Each rapid-growth hourly profile falls into one of two categories based on the shape of \(\sigma _w^2 \):
  1. (1)

    monotonically decreasing \(\sigma _w^2 \) profile,

  2. (2)

    \(\sigma _w^2 \) profile has a maximum aloft.

Results of the mixed-layer scaling for \(\sigma _w^2\) are shown in Fig. 9c, d. Three profiles obtained from LES runs (Moeng and Sullivan 1994) are superimposed for buoyancy-dominated (B) and shear-dominated (S) flows, and an intermediate flow with strong shear and moderate convection (SB1). Profiles in category 1 collapse reasonably well onto a monotonically decreasing profile (Fig. 9c). The shape is similar to the S profile, but at considerably lower values. On the other hand, profiles of category 2 collapse to a mean profile that closely resembles the SB1 profile. The mean \(\overline{{u_*}/{w_*}}\) ratio is significantly higher for category 1 (\(\overline{{u_*}/{w_*}} \approx 0.58\) and 0.35 for categories 1 and 2 respectively), confirming the predominance of shear processes.
As can be seen from the legends in Fig. 9, profiles in category 2 occur later in the rapid-growth phase, whilst category 1 profiles occur earlier. It should be noted that using LLJ scaling for the rapid-growth profiles (not shown) gives poor results. Even though there is significant spread across the hourly wind-speed profiles, it is apparent that under both categories, mean wind speed (\(\overline{U/{U_{lower} }})\) profiles are similar (Fig. 9a, b) with increased shear in the upper part of the UBL.
Fig. 9

Hourly-averaged vertical profiles of normalized wind speeds \(U/{U_{lower} }\)a, b (\(U_{lower} \) is the wind speed at \(\approx \) 124 m a.g.l.) and vertical velocity variance \({\sigma _w^2 }/{w_m^2 }\)c, d (\(w_{m}\) is the convective velocity scale) for summertime cases under low wind speeds during the rapid-growth phase. a, c: cases with monotonically decreasing \(\sigma _w^2 \) profile; b, d: cases where \(\sigma _w^2 \) profiles have a maximum aloft. Bold black lines are composited mean values. Also shown are three theoretical profiles obtained from LES runs (Moeng and Sullivan 1994): a simulation with shear—dominated flow with no surface flux—S (c blue squares), a simulation with a buoyancy—dominated flow with a small shear effect—B (d blue squares), and an intermediate flow with strong shear and moderate convection—SB1 (c, d red circles). Legends show the time stamp of every line in the format day/month/year hour after sunrise

3.6 Analysis of Turbulent Kinetic Energy Production in the UBL

It has been established thus far that aside from surface sensible heat flux, wind speed also plays a role in determining (a) the duration of the morning transition, and (b) the rapid-growth rate of the UBL. Additionally, there is a significant level of wind shear present during most phases of the UBL, therefore its evolution is not governed by buoyant processes alone. In this section, an attempt is made to quantify both shear and buoyant production of turbulent kinetic energy (TKE) within the UBL, using previously established theoretical frameworks.

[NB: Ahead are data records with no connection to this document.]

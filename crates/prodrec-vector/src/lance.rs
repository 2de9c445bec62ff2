//! LanceDB-backed persistent store.
//!
//! The table lives at `<db_path>/<table>.lance`. Building a store replaces that
//! table; `LanceVectorStore::open` reattaches to a previously built one so a
//! precomputed store can be injected without re-embedding the catalogue.

use anyhow::{Context, Result, anyhow};
use arrow_array::{Array, FixedSizeListArray, Float32Array, RecordBatch, RecordBatchIterator, StringArray};
use futures::TryStreamExt;
use lancedb::query::{ExecutableQuery, QueryBase};
use lancedb::{connect, DistanceType, Table};
use std::path::{Path, PathBuf};
use std::sync::Arc;
use tokio::runtime::Runtime;

use prodrec_core::traits::{Embedder, MetaFilter, VectorStore, VectorStoreBuilder};
use prodrec_core::types::{DistanceMetric, ItemId, Meta, SearchHit};

use crate::schema::build_arrow_schema;
use crate::{candidate_pool, check_parallel, embed_with_progress, filter_candidates};

const INSERT_BATCH: usize = 1000;

pub struct LanceVectorStore {
	runtime: Runtime,
	table: Table,
	embedder: Arc<dyn Embedder>,
	metric: DistanceMetric,
	len: usize,
}

impl LanceVectorStore {
	pub fn open(db_path: &Path, table_name: &str, embedder: Arc<dyn Embedder>, metric: DistanceMetric) -> Result<Self> {
		let runtime = Runtime::new()?;
		let (table, len) = runtime.block_on(async {
			let db = connect(db_path.to_string_lossy().as_ref()).execute().await?;
			let table = db.open_table(table_name).execute().await
				.with_context(|| format!("no table '{}' under {}", table_name, db_path.display()))?;
			let len = table.count_rows(None).await?;
			Ok::<_, anyhow::Error>((table, len))
		})?;
		tracing::info!(table = table_name, rows = len, "opened LanceDB vector store");
		Ok(Self { runtime, table, embedder, metric, len })
	}

	fn distance_type(&self) -> DistanceType {
		match self.metric {
			DistanceMetric::L2 => DistanceType::L2,
			DistanceMetric::Cosine => DistanceType::Cosine,
		}
	}

	fn score_from_distance(&self, distance: f32) -> f32 {
		match self.metric {
			DistanceMetric::L2 => 1.0 / (1.0 + distance.max(0.0).sqrt()),
			DistanceMetric::Cosine => 1.0 - distance,
		}
	}

	fn hits_from_batch(&self, batch: &RecordBatch) -> Result<Vec<SearchHit>> {
		let ids = string_column(batch, "id")?;
		let texts = string_column(batch, "text")?;
		let metas = string_column(batch, "metadata")?;
		let distances = batch.column_by_name("_distance").and_then(|c| c.as_any().downcast_ref::<Float32Array>());
		let mut hits = Vec::with_capacity(batch.num_rows());
		for i in 0..batch.num_rows() {
			let metadata: Meta = serde_json::from_str(metas.value(i))?;
			let score = distances.map_or(0.0, |d| if d.is_valid(i) { self.score_from_distance(d.value(i)) } else { 0.0 });
			hits.push(SearchHit { id: ids.value(i).to_string(), text: texts.value(i).to_string(), metadata, score });
		}
		Ok(hits)
	}
}

fn string_column<'a>(batch: &'a RecordBatch, name: &str) -> Result<&'a StringArray> {
	batch.column_by_name(name)
		.and_then(|c| c.as_any().downcast_ref::<StringArray>())
		.ok_or_else(|| anyhow!("{} column missing from search results", name))
}

impl VectorStore for LanceVectorStore {
	fn len(&self) -> usize { self.len }

	fn similarity_search(&self, query: &str, k: usize, fetch_k: usize, filter: Option<MetaFilter<'_>>) -> Result<Vec<SearchHit>> {
		let pool = candidate_pool(k, fetch_k, filter);
		if pool == 0 || k == 0 || self.len == 0 {
			return Ok(Vec::new());
		}
		let q = self.embedder.embed_query(query)?;
		let batches: Vec<RecordBatch> = self.runtime.block_on(async {
			let stream = self.table.vector_search(q)?.distance_type(self.distance_type()).limit(pool).execute().await?;
			Ok::<_, anyhow::Error>(stream.try_collect::<Vec<RecordBatch>>().await?)
		})?;
		let mut candidates = Vec::new();
		for batch in &batches { candidates.extend(self.hits_from_batch(batch)?); }
		let hits = filter_candidates(candidates, k, filter);
		tracing::debug!(pool, returned = hits.len(), "lance similarity search");
		Ok(hits)
	}
}

pub struct LanceStoreBuilder {
	pub db_path: PathBuf,
	pub table_name: String,
	pub metric: DistanceMetric,
}

impl LanceStoreBuilder {
	pub fn new(db_path: PathBuf, table_name: &str, metric: DistanceMetric) -> Self {
		Self { db_path, table_name: table_name.to_string(), metric }
	}

	fn to_record_batch(&self, dim: i32, ids: &[ItemId], texts: &[String], metadatas: &[Meta], vectors: &[Vec<f32>]) -> Result<RecordBatch> {
		let metadata_json = metadatas.iter().map(serde_json::to_string).collect::<Result<Vec<_>, _>>()?;
		let vectors: Vec<Option<Vec<Option<f32>>>> = vectors.iter().map(|v| Some(v.iter().map(|&x| Some(x)).collect())).collect();
		let record_batch = RecordBatch::try_new(build_arrow_schema(dim), vec![
			Arc::new(StringArray::from(ids.to_vec())),
			Arc::new(StringArray::from(texts.to_vec())),
			Arc::new(StringArray::from(metadata_json)),
			Arc::new(FixedSizeListArray::from_iter_primitive::<arrow_array::types::Float32Type, _, _>(vectors.into_iter(), dim)),
		])?;
		Ok(record_batch)
	}
}

impl VectorStoreBuilder for LanceStoreBuilder {
	type Store = LanceVectorStore;

	fn build(&self, texts: &[String], embedder: Arc<dyn Embedder>, metadatas: Vec<Meta>, ids: Vec<ItemId>) -> Result<LanceVectorStore> {
		check_parallel(texts.len(), metadatas.len(), ids.len())?;
		let dim = i32::try_from(embedder.dim())?;
		let vectors = embed_with_progress(embedder.as_ref(), texts)?;
		if let Some(bad) = vectors.iter().find(|v| v.len() != embedder.dim()) {
			return Err(anyhow!("embedder returned a {}-dim vector, expected {}", bad.len(), dim));
		}

		// full rebuild: drop whatever the previous build left behind
		std::fs::create_dir_all(&self.db_path)?;
		let table_dir = self.db_path.join(format!("{}.lance", self.table_name));
		if table_dir.exists() { std::fs::remove_dir_all(&table_dir)?; }

		let mut batches = Vec::new();
		for start in (0..texts.len()).step_by(INSERT_BATCH) {
			let end = (start + INSERT_BATCH).min(texts.len());
			batches.push(self.to_record_batch(dim, &ids[start..end], &texts[start..end], &metadatas[start..end], &vectors[start..end])?);
		}
		let schema = build_arrow_schema(dim);
		let reader = Box::new(RecordBatchIterator::new(batches.into_iter().map(Ok), schema));

		let runtime = Runtime::new()?;
		let table = runtime.block_on(async {
			let db = connect(self.db_path.to_string_lossy().as_ref()).execute().await?;
			Ok::<_, anyhow::Error>(db.create_table(&self.table_name, reader).execute().await?)
		})?;
		tracing::info!(table = %self.table_name, rows = texts.len(), path = %self.db_path.display(), "built LanceDB vector store");
		Ok(LanceVectorStore { runtime, table, embedder, metric: self.metric, len: texts.len() })
	}
}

3.6.1 Shear Production of TKE Within the Rapid-Growth Phase

It is well known that in the CBL, growth is driven by the surface buoyancy flux, and that entrainment by overshooting thermals enhances the growth rate (e.g. Carson 1973). In some theoretical studies of the CBL with shear (e.g. Pino et al. 2003; Conzemius and Fedorovich 2006; Fedorovich and Conzemius 2008), it has been argued that TKE production by shear across the entrainment zone contributes to entrainment; and that shear production at the surface is dissipated locally and is not transported upwards to contribute to entrainment. Given that the measurements were made over an urban surface with large roughness length, it is hypothesized that surface shear production may be comparable to elevated shear production.

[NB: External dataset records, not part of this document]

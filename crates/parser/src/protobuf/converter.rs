//! Converts protobuf descriptors to the ApiDefinition IR

use super::options::Extensions;
use protoc_gen_openapiv3_common::{
    ApiDefinition, Cardinality, EnumType, FieldKind, FieldSpec, MessageType, MethodSpec, Result,
    ServiceSpec,
};
use prost_reflect::{
    DescriptorPool, EnumDescriptor, FieldDescriptor, Kind, MessageDescriptor, MethodDescriptor,
    ServiceDescriptor,
};

/// Convert a protobuf DescriptorPool to an ApiDefinition
///
/// Every message and enum of the pool is converted so that references from
/// imported files resolve. Services are taken only from `files_to_generate`,
/// or from every file when the list is empty.
pub fn convert_protobuf_to_api_definition(
    pool: &DescriptorPool,
    files_to_generate: &[String],
) -> Result<ApiDefinition> {
    let extensions = Extensions::lookup(pool);
    let mut api = ApiDefinition::default();

    for message in pool.all_messages() {
        api.insert_message(convert_message(&message, &extensions));
    }

    for enum_descriptor in pool.all_enums() {
        api.insert_enum(convert_enum(&enum_descriptor));
    }

    for file in pool.files() {
        if !files_to_generate.is_empty() && !is_target_file(files_to_generate, file.name()) {
            continue;
        }

        for service in file.services() {
            api.services.push(convert_service(&service, &extensions));
        }
    }

    tracing::debug!(
        services = api.services.len(),
        messages = api.messages.len(),
        enums = api.enums.len(),
        "converted descriptor pool"
    );

    Ok(api)
}

/// Whether protoc asked for this file
///
/// protoc names targets exactly as the descriptors do. A target given on the
/// command line may carry extra leading directories (or vice versa), so a
/// match on whole trailing path segments is accepted too.
fn is_target_file(targets: &[String], file_name: &str) -> bool {
    let file_name = file_name.replace('\\', "/");
    targets.iter().any(|target| {
        let target = target.replace('\\', "/");
        target == file_name
            || ends_with_segments(&target, &file_name)
            || ends_with_segments(&file_name, &target)
    })
}

/// `path` ends with `suffix` on a `/` boundary
fn ends_with_segments(path: &str, suffix: &str) -> bool {
    path.strip_suffix(suffix)
        .is_some_and(|head| head.ends_with('/'))
}

fn convert_service(service: &ServiceDescriptor, extensions: &Extensions) -> ServiceSpec {
    let methods: Vec<MethodSpec> = service
        .methods()
        .map(|method| convert_method(&method, extensions))
        .collect();

    tracing::debug!(
        service = service.full_name(),
        methods = methods.len(),
        "converted service"
    );

    ServiceSpec {
        name: service.name().to_string(),
        full_name: service.full_name().to_string(),
        options: extensions.service_options(&service.options()),
        methods,
    }
}

fn convert_method(method: &MethodDescriptor, extensions: &Extensions) -> MethodSpec {
    let options = method.options();

    MethodSpec {
        name: method.name().to_string(),
        input_type: method.input().full_name().to_string(),
        output_type: method.output().full_name().to_string(),
        http_rule: extensions.http_rule(&options),
        options: extensions.method_options(&options),
    }
}

fn convert_message(message: &MessageDescriptor, extensions: &Extensions) -> MessageType {
    MessageType {
        full_name: message.full_name().to_string(),
        schema_name: schema_name(message),
        fields: message
            .fields()
            .map(|field| convert_field(&field, extensions))
            .collect(),
        map_entry: message.is_map_entry(),
    }
}

/// Component schema name: package, then the type path joined with `_`
///
/// `shop.v1.Order.Line` in package `shop.v1` becomes `shop.v1.Order_Line`.
/// A message of a package-less file keeps the separating dot (`.Order_Line`),
/// so every message name contains one.
fn schema_name(message: &MessageDescriptor) -> String {
    let full_name = message.full_name();
    let package = message.parent_file().package_name().to_string();

    if package.is_empty() {
        return format!(".{}", full_name.replace('.', "_"));
    }

    let local = full_name
        .strip_prefix(package.as_str())
        .and_then(|rest| rest.strip_prefix('.'))
        .unwrap_or(full_name);

    format!("{}.{}", package, local.replace('.', "_"))
}

fn convert_field(field: &FieldDescriptor, extensions: &Extensions) -> FieldSpec {
    let cardinality = if field.is_map() {
        Cardinality::Map
    } else if field.is_list() {
        Cardinality::Repeated
    } else {
        Cardinality::Singular
    };

    FieldSpec {
        name: field.name().to_string(),
        json_name: field.json_name().to_string(),
        kind: convert_protobuf_kind(field),
        cardinality,
        example: extensions.example(&field.options()),
    }
}

/// Convert protobuf Kind to FieldKind
fn convert_protobuf_kind(field: &FieldDescriptor) -> FieldKind {
    match field.kind() {
        Kind::Double => FieldKind::Double,
        Kind::Float => FieldKind::Float,
        Kind::Int32 => FieldKind::Int32,
        Kind::Int64 => FieldKind::Int64,
        Kind::Uint32 => FieldKind::Uint32,
        Kind::Uint64 => FieldKind::Uint64,
        Kind::Sint32 => FieldKind::Sint32,
        Kind::Sint64 => FieldKind::Sint64,
        Kind::Fixed32 => FieldKind::Fixed32,
        Kind::Fixed64 => FieldKind::Fixed64,
        Kind::Sfixed32 => FieldKind::Sfixed32,
        Kind::Sfixed64 => FieldKind::Sfixed64,
        Kind::Bool => FieldKind::Bool,
        Kind::String => FieldKind::String,
        Kind::Bytes => FieldKind::Bytes,
        Kind::Message(message) if field.is_group() => {
            FieldKind::Group(message.full_name().to_string())
        }
        Kind::Message(message) => FieldKind::Message(message.full_name().to_string()),
        Kind::Enum(enum_descriptor) => FieldKind::Enum(enum_descriptor.full_name().to_string()),
    }
}

fn convert_enum(enum_descriptor: &EnumDescriptor) -> EnumType {
    EnumType {
        full_name: enum_descriptor.full_name().to_string(),
        values: enum_descriptor
            .values()
            .map(|value| value.name().to_string())
            .collect(),
    }
}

To address this issue, calculations were made based on the zero-order model representation of surface (\(S_{0})\) and boundary-layer top (\(S_{Zi})\) shear contributions to the integral TKE budget, as defined by Fedorovich (1995) (see Appendix),
$$\begin{aligned} S_0= & {} u_m \tau _{xs} +v_m \tau _{ys} , \end{aligned}$$
$$\begin{aligned} S_{z_i }= & {} \frac{1}{2}\left( {\Delta u^{2}+\Delta v^{2}} \right) \frac{\hbox {d}z_i}{\hbox {d}t}, \end{aligned}$$
where \(u_m \) and \(v_m \) are the vertically-averaged horizontal velocity components, \(\tau _{xs} \) and \(\tau _{ys} \) are the components of the surface stress, \(\Delta u\) and \(\Delta v\) are the jumps across the inversion of the horizontal velocity components, and \(\frac{\hbox {d}z_i}{\hbox {d}t}\) is the rate of change of the inversion height. In the present study, where a streamwise rotation has been applied to wind-speed data, the surface and boundary-layer top shear generation terms have been approximated to become \(S_0 =u\tau _{xs} \) and \(S_{MH} =\frac{1}{2}\Delta u^{2}\frac{\hbox {d}MH}{\hbox {d}t}\) where \(\Delta u\) is the jump of the streamwise wind speed measured with the lidar for gates immediately above and below \(z =\) MH, \(\tau _{xs} \) is the surface streamwise momentum flux and u the streamwise component of the wind speed. The values used were the wind speed and the streamwise stress at the BT Tower, the latter being extrapolated to the ground according to the method given in Brost et al. (1982). \(\frac{\hbox {d}MH}{\hbox {d}t}\) was estimated by applying a fourth-order polynomial fit to the MH time series. As discussed in Conzemius and Fedorovich (2006), different authors interpret jumps differently and hence the values here may not be directly comparable with other studies—here the emphasis is on the relative size of the terms.
In Table 4 the median values of \(S_{0}\) and \(S_{MH}\) are presented for the rapid-growth phase in all wind speed classes. Because the method is valid only under the assumption of a uniform wind speed profile within the boundary layer, night-time and morning-transition phases were excluded from this analysis, as it was shown in Table 3 that large shear exists below \(z=\) MH for these phases. For the same reason, only hours with relatively low wind shear (i.e. \(S < 0.016\,\hbox {s}^{-1})\) were used. Table 4 shows that median \(S_{MH} > S_{0}\) for all wind speed classes except W2. The relative magnitude of boundary-layer top to surface shear production (calculated as \(S_{MH}/S_{0})\) varies between 11 (S1) and 0.8 (W2), the average in each season being 5.8 in summer and 1.5 in winter. These results show that shear production near the top of the UBL is larger than surface shear production, despite large surface roughness, and that this is more pronounced in summer rather than winter.
Table 4

Median values of the surface (\(S_{0})\) and ABL top (\(S_{MH})\) shear contributions to the integral TKE budget for the rapid-growth phase with low shear, calculated with a zero-order model representation


\(S_{MH}~(\hbox {m}^{3}\,\hbox {s}^{-3})\)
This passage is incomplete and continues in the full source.